Results:
Most of the 104 time-series (i.e. 96) were composed of sequences having mainly been sampled in inland locations rather than in coastal environments, suggesting that sequences from dispersal-limited populations (i.e. living in different inland water bodies) may have been sampled at the considered spatial scale. The median number of independent drainage basins sampled across time-series was 3, ranging from 0 (for Sebastes auriculatus andCoryphopterus venezuelae, the only two strictly marine species; Table A1) to 15 (forSqualius cephalus , a common freshwater species in European watersheds; Table A1 and Figure A1-C for an example). Overall, most fish time-series (84/104) grouped sequences sampled at locations situated within at least 2 different drainage basins, hence resulting in time-series representing non-biologically-meaningful groups of sequences originating from potentially non-interbreeding, demographically-independent populations.

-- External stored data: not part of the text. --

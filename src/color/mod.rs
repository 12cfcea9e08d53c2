//! Syntactic CSS color validation.
//!
//! The validator decides whether a string is *plausible* as a CSS color
//! value. It is deliberately permissive: any bare alphabetic word passes
//! (no named-color table is consulted), and functional notation accepts
//! unknown function names and argument keywords so that future CSS color
//! syntax keeps validating. It is purely lexical - no color-space or range
//! checking happens here.
//!
//! Matching is case-insensitive and ignores surrounding whitespace. The
//! whole (trimmed) string must match; partial matches are rejected.

use regex::Regex;
use serde::Serialize;
use std::sync::LazyLock;

/// Regex for a potentially valid CSS color.
///
/// Three shapes, any one accepts. Input is lower-cased before matching, so
/// the pattern only needs lowercase classes.
///
/// Source:
/// ```regex
/// HEX   = #([0-9a-f]{3,4}|[0-9a-f]{6}|[0-9a-f]{8})
/// TOKEN = [0-9a-z.,%/-]+
/// ARGS  = \s*(TOKEN\s*)+
/// ^(?:HEX|[a-z]+(\(ARGS\))?)$
/// ```
///
/// The argument grammar is a flat character class rather than a per-notation
/// rule: digits, letters, `.`, `,`, `%`, `/`, `-` and whitespace cover the
/// legacy comma syntax, the modern space/slash syntax, keyword arguments
/// (`rgb(from red r g b)`) and dashed idents (`color(display-p3 ...)`).
/// At least one argument token is required, so empty calls like `fn()` are
/// rejected. No space is allowed between the function name and `(`.
static CSS_COLOR: LazyLock<Regex> = LazyLock::new(|| {
    Regex::new(
        r"^(?:#(?:[0-9a-f]{3,4}|[0-9a-f]{6}|[0-9a-f]{8})|[a-z]+(?:\(\s*(?:[0-9a-z.,%/-]+\s*)+\))?)$",
    )
    .expect("valid regex")
});

/// Check whether `input` is syntactically plausible as a CSS color.
///
/// Surrounding whitespace and letter case never affect the verdict;
/// whitespace *inside* a functional argument list (newlines included) is
/// part of the accepted grammar. The matcher keeps no state between calls.
pub fn is_css_color(input: &str) -> bool {
    CSS_COLOR.is_match(&input.trim().to_lowercase())
}

/// A color token that failed validation, with its position in the input list.
#[derive(Debug, Clone, PartialEq, Eq, Serialize)]
pub struct InvalidColor {
    /// Zero-based position in the submitted color list.
    pub index: usize,
    /// The offending token, exactly as submitted.
    pub token: String,
}

/// Collect every invalid token from `colors` with its original index.
///
/// Positions are preserved so error messages can point at *which* inputs
/// failed, not merely that something did.
pub fn invalid_entries(colors: &[String]) -> Vec<InvalidColor> {
    colors
        .iter()
        .enumerate()
        .filter(|(_, token)| !is_css_color(token))
        .map(|(index, token)| InvalidColor {
            index,
            token: token.clone(),
        })
        .collect()
}

#[cfg(test)]
mod tests {
    use super::*;

    #[test]
    fn test_empty_and_whitespace_invalid() {
        assert!(!is_css_color(""));
        assert!(!is_css_color("   "));
        assert!(!is_css_color("\n\t"));
    }

    #[test]
    fn test_bare_words_valid() {
        assert!(is_css_color("red"));
        assert!(is_css_color(" RED "));
        assert!(is_css_color("Red "));
        // no named-color table: nonsense words pass on purpose
        assert!(is_css_color(" amogus "));
        assert!(is_css_color("mogus"));
    }

    #[test]
    fn test_non_alphabetic_words_invalid() {
        assert!(!is_css_color("café"));
        assert!(!is_css_color("🌈"));
        assert!(!is_css_color("dark grey"));
    }

    #[test]
    fn test_hex_lengths() {
        assert!(!is_css_color("#"));
        assert!(!is_css_color("#f"));
        assert!(!is_css_color("#ff"));
        assert!(is_css_color("#ff7"));
        assert!(is_css_color("#ff70"));
        assert!(!is_css_color("#ff700"));
        assert!(is_css_color("#000000"));
        assert!(!is_css_color("#0000000"));
        assert!(is_css_color("#00000000"));
        assert!(!is_css_color("#000000000"));
    }

    #[test]
    fn test_hex_digits_and_case() {
        assert!(is_css_color("#AbCdEf"));
        assert!(!is_css_color("#yyy"));
        assert!(!is_css_color("#12g"));
    }

    #[test]
    fn test_functional_paren_placement() {
        assert!(is_css_color("bruh(hey)"));
        assert!(is_css_color("bruh(0)"));
        // space before the opening paren is a syntax error
        assert!(!is_css_color("bruh (hey)"));
        assert!(!is_css_color("bruh 0)"));
        // unmatched parens
        assert!(!is_css_color("bruh(0"));
        assert!(!is_css_color("bruh0)"));
    }

    #[test]
    fn test_functional_separators() {
        assert!(is_css_color("rgb(0,0,0)"));
        assert!(is_css_color("bruh(0%, 0%, 0%)"));
        assert!(is_css_color("bruh(0deg 0rad 0grad)"));
        assert!(is_css_color("rgb(0 0 0 / 50%)"));
        assert!(is_css_color("hsl(120deg, 100%, 50%)"));
        assert!(is_css_color("rgba(255, 0, 0, 0.5)"));
    }

    #[test]
    fn test_modern_color_notations() {
        assert!(is_css_color("rgb(from red r g b)"));
        assert!(is_css_color("color(display-p3 1 0.5 0)"));
        assert!(is_css_color("oklch(0.7 0.1 200)"));
        assert!(is_css_color("lab(52.2% 40.2 59.2)"));
    }

    #[test]
    fn test_rejects_empty_argument_list() {
        // decided behavior: a call with no arguments is not a color
        assert!(!is_css_color("fn()"));
        assert!(!is_css_color("rgb()"));
        assert!(!is_css_color("rgb(   )"));
    }

    #[test]
    fn test_accepts_internal_whitespace() {
        // decided behavior: whitespace between arguments may be any
        // whitespace, newlines and tabs included
        assert!(is_css_color("rgb(0,\n0, 0)"));
        assert!(is_css_color("rgb(0\t0\t0)"));
        assert!(is_css_color("rgb(\n  0 0 0\n)"));
    }

    #[test]
    fn test_no_quotes_or_markup() {
        assert!(!is_css_color("url('#g')"));
        assert!(!is_css_color("red\" onload=\"alert(1)"));
        assert!(!is_css_color("<script>"));
    }

    #[test]
    fn test_partial_matches_rejected() {
        assert!(!is_css_color("red blue"));
        assert!(!is_css_color("#fff;"));
        assert!(!is_css_color("rgb(0,0,0) extra"));
    }

    #[test]
    fn test_idempotent() {
        for input in ["red", "#ff7", "rgb(0,0,0)", "", "bruh(0"] {
            assert_eq!(is_css_color(input), is_css_color(input));
        }
    }

    #[test]
    fn test_invalid_entries_preserves_positions() {
        let colors = vec![
            "red".to_string(),
            "#ff".to_string(),
            "blue".to_string(),
            "#ff700".to_string(),
        ];
        let entries = invalid_entries(&colors);

        assert_eq!(
            entries,
            vec![
                InvalidColor {
                    index: 1,
                    token: "#ff".to_string()
                },
                InvalidColor {
                    index: 3,
                    token: "#ff700".to_string()
                },
            ]
        );
    }

    #[test]
    fn test_invalid_entries_empty_for_valid_list() {
        let colors = vec!["#fff".to_string(), "black".to_string()];
        assert!(invalid_entries(&colors).is_empty());
    }
}
/// URL slug for a title: lowercase, every run of non-alphanumeric
/// characters collapsed to one `-`, no leading or trailing `-`.
pub fn slugify(title: &str) -> String {
    let mut slug = String::with_capacity(title.len());
    let mut pending_dash = false;
    for ch in title.to_lowercase().chars() {
        if ch.is_ascii_alphanumeric() {
            if pending_dash && !slug.is_empty() {
                slug.push('-');
            }
            pending_dash = false;
            slug.push(ch);
        } else {
            pending_dash = true;
        }
    }
    slug
}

The median number of different sampling locations per time-series was high (12), with a quite variable range (between 3-98 different locations). This, combined with the variable number of locations sampledper year, and the variable, but generally low number of sequences sampled per year and per year per location across time-series (see Table A1) illustrates the scattered nature of samples in the time-series included in Millette et al. (2020). Figure 1 in the main text, as well as Figure A1 A-D below, provide visual examples of the spatial distribution of sequences for five time-series. For instance, for Astyanax bimaculatus (see Figure A1 A below), sequences sampled at locations situated within 11 different South-American drainage basins (including the Amazon and the Orinoco river basins) were pooled together. This example, and all other examples in Figure A1 A-D, also show that the clustering algorithm used to build ‘populations’ in Millette et al (2020) may result in ‘daisy chaining’, with sequences from locations far greater than the considered clustering distance (here, 1,000 km) being grouped together.
Finally, the time-span covered by time-series in years was low (7.9 years), and represented an average of just 2.2 generations for the 33 species with generation time estimates available in FishBase, which is an insufficient time-span for most evolutionary changes in IGD.